#### Data for processing
··········

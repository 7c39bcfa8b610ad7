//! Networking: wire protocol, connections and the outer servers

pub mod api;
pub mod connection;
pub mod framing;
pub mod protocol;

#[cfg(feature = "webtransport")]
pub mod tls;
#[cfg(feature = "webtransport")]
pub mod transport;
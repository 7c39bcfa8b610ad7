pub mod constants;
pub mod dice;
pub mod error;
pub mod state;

··········

The whole listing needs repeating. Match each line exactly.

repository 7c39bcfa8b610ad7
//! Networking: wire protocol, connections and the outer servers

pub mod api;
pub mod connection;
pub mod framing;
pub mod protocol;

#[cfg(feature = "webtransport")]
pub mod tls;
#[cfg(feature = "webtransport")]
pub mod transport;
repository 7c39bcfa8b610ad7
pub mod constants;
pub mod dice;
pub mod error;
pub mod state;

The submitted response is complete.